What does Open Access mean?

In the words of the Budapest Open Access Initiative, open access to scientific and scholarly literature means "its free availability on the public internet, permitting any users to read, download, copy, distribute, print, search, or link to the full texts of these articles, crawl them for indexing, pass them as data to software, or use them for any other lawful purpose, without financial, legal, or technical barriers other than those inseparable from gaining access to the internet itself. The only constraint on reproduction and distribution, and the only role for copyright in this domain, should be to give authors control over the integrity of their work and the right to be properly acknowledged and cited".

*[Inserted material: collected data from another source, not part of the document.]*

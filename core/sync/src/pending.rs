// arbor/core/sync/src/pending.rs

use crate::error::SyncError;
use crate::types::{InternalNode, NodeHash};
use std::collections::HashMap;

/// An internal node waiting for its right subtree to finish downloading
#[derive(Debug, Clone, Copy, PartialEq, Eq)]
pub struct PendingEntry {
    /// Hash the completed internal node will be stored under
    pub parent: NodeHash,
    /// Already-validated left child hash
    pub left: NodeHash,
}

/// Bounded map from a right-child hash to the internal node awaiting it.
///
/// During a correct depth-first download at most one internal node per
/// level of the current left spine is pending, so the entry count is
/// bounded by the tree height. Exceeding the configured bound means the
/// stream is malformed or adversarial, not that the tree is large.
#[derive(Debug)]
pub struct PendingSiblingCache {
    entries: HashMap<NodeHash, PendingEntry>,
    capacity: usize,
}

impl PendingSiblingCache {
    pub fn new(capacity: usize) -> Self {
        Self {
            entries: HashMap::new(),
            capacity,
        }
    }

    pub fn len(&self) -> usize {
        self.entries.len()
    }

    pub fn is_empty(&self) -> bool {
        self.entries.is_empty()
    }

    /// Record an internal node awaiting its right child.
    /// Fails when the entry count would exceed the maximum tree height.
    pub fn put(
        &mut self,
        right: NodeHash,
        parent: NodeHash,
        left: NodeHash,
    ) -> Result<(), SyncError> {
        if self.entries.len() >= self.capacity {
            return Err(SyncError::CapacityExceeded {
                limit: self.capacity,
            });
        }
        self.entries.insert(right, PendingEntry { parent, left });
        Ok(())
    }

    /// Remove and return the entry waiting on `hash`, if any
    pub fn take_if_present(&mut self, hash: &NodeHash) -> Option<PendingEntry> {
        self.entries.remove(hash)
    }

    /// Iterate the internal nodes completed by the arrival of `resolved`.
    ///
    /// Each step removes the entry keyed by the current hash and yields
    /// the finished internal node together with its own hash, which then
    /// becomes the lookup key for the next step. A single terminal-node
    /// arrival can thereby cascade several completions up the tree.
    pub fn resolve_chain(&mut self, resolved: NodeHash) -> ResolveChain<'_> {
        ResolveChain {
            cache: self,
            current: resolved,
        }
    }
}

/// Lazy cascade of completed internal nodes, bottom-up
pub struct ResolveChain<'a> {
    cache: &'a mut PendingSiblingCache,
    current: NodeHash,
}

impl Iterator for ResolveChain<'_> {
    /// (hash of the completed internal node, the node itself)
    type Item = (NodeHash, InternalNode);

    fn next(&mut self) -> Option<Self::Item> {
        let entry = self.cache.take_if_present(&self.current)?;
        let node = InternalNode {
            left: entry.left,
            right: self.current,
        };
        self.current = entry.parent;
        Some((entry.parent, node))
    }
}

#[cfg(test)]
mod tests {
    use super::*;

    fn h(byte: u8) -> NodeHash {
        NodeHash::new([byte; 32])
    }

    #[test]
    fn test_put_and_take() {
        let mut cache = PendingSiblingCache::new(10);
        cache.put(h(1), h(2), h(3)).unwrap();
        assert_eq!(cache.len(), 1);

        let entry = cache.take_if_present(&h(1)).unwrap();
        assert_eq!(entry.parent, h(2));
        assert_eq!(entry.left, h(3));
        assert!(cache.is_empty());
        assert!(cache.take_if_present(&h(1)).is_none());
    }

    #[test]
    fn test_capacity_exceeded() {
        let mut cache = PendingSiblingCache::new(2);
        cache.put(h(1), h(10), h(20)).unwrap();
        cache.put(h(2), h(11), h(21)).unwrap();

        let err = cache.put(h(3), h(12), h(22)).unwrap_err();
        assert!(matches!(err, SyncError::CapacityExceeded { limit: 2 }));
    }

    #[test]
    fn test_resolve_chain_cascades() {
        // Chain of two pending parents: resolving h(1) completes the node
        // stored under h(2), whose completion in turn completes h(3).
        let mut cache = PendingSiblingCache::new(10);
        cache.put(h(1), h(2), h(20)).unwrap();
        cache.put(h(2), h(3), h(30)).unwrap();

        let completed: Vec<_> = cache.resolve_chain(h(1)).collect();
        assert_eq!(completed.len(), 2);
        assert_eq!(
            completed[0],
            (
                h(2),
                InternalNode {
                    left: h(20),
                    right: h(1)
                }
            )
        );
        assert_eq!(
            completed[1],
            (
                h(3),
                InternalNode {
                    left: h(30),
                    right: h(2)
                }
            )
        );
        assert!(cache.is_empty());
    }

    #[test]
    fn test_resolve_chain_stops_at_unrelated_entries() {
        let mut cache = PendingSiblingCache::new(10);
        cache.put(h(1), h(2), h(20)).unwrap();
        cache.put(h(9), h(8), h(80)).unwrap();

        let completed: Vec<_> = cache.resolve_chain(h(1)).collect();
        assert_eq!(completed.len(), 1);
        assert_eq!(cache.len(), 1);
    }
}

The aim of the Open Access (OA) movement is to make scientific and scholarly literature openly accessible online to all users free of charge. One key aspiration is to make full use of the opportunities afforded by the Internet for the dissemination of scientific and scholarly knowledge and information, as called for in the Berlin Declaration. This declaration was launched in 2003 at a conference organised by the Max Planck Society and has since been signed by leading national and international research organisations and universities. German signatories include the German Research Foundation (DFG), the German Rectors' Conference (HRK), the Max Planck Society and the Fraunhofer-Gesellschaft (see also History of Open Access).

Arguments in favour of Open Access include fast access to relevant scientific and scholarly information and the simplified (re-)use of this information for further research. With regard to quality control, OA publishers adhere to the same rigorous peer-review standards as conventional publishers. Moreover, open access to electronic publications enables the development of new quality criteria.

When formulating policy and implementing OA it is customary to distinguish between two roads: the golden road of (primary) OA publishing and the green road of OA self-archiving. Occasionally, the grey road is mentioned as a further strategy in its own right.

 

In January 2006, the German Research Foundation (DFG) incorporated OA into its funding policy and passed Open Access guidelines.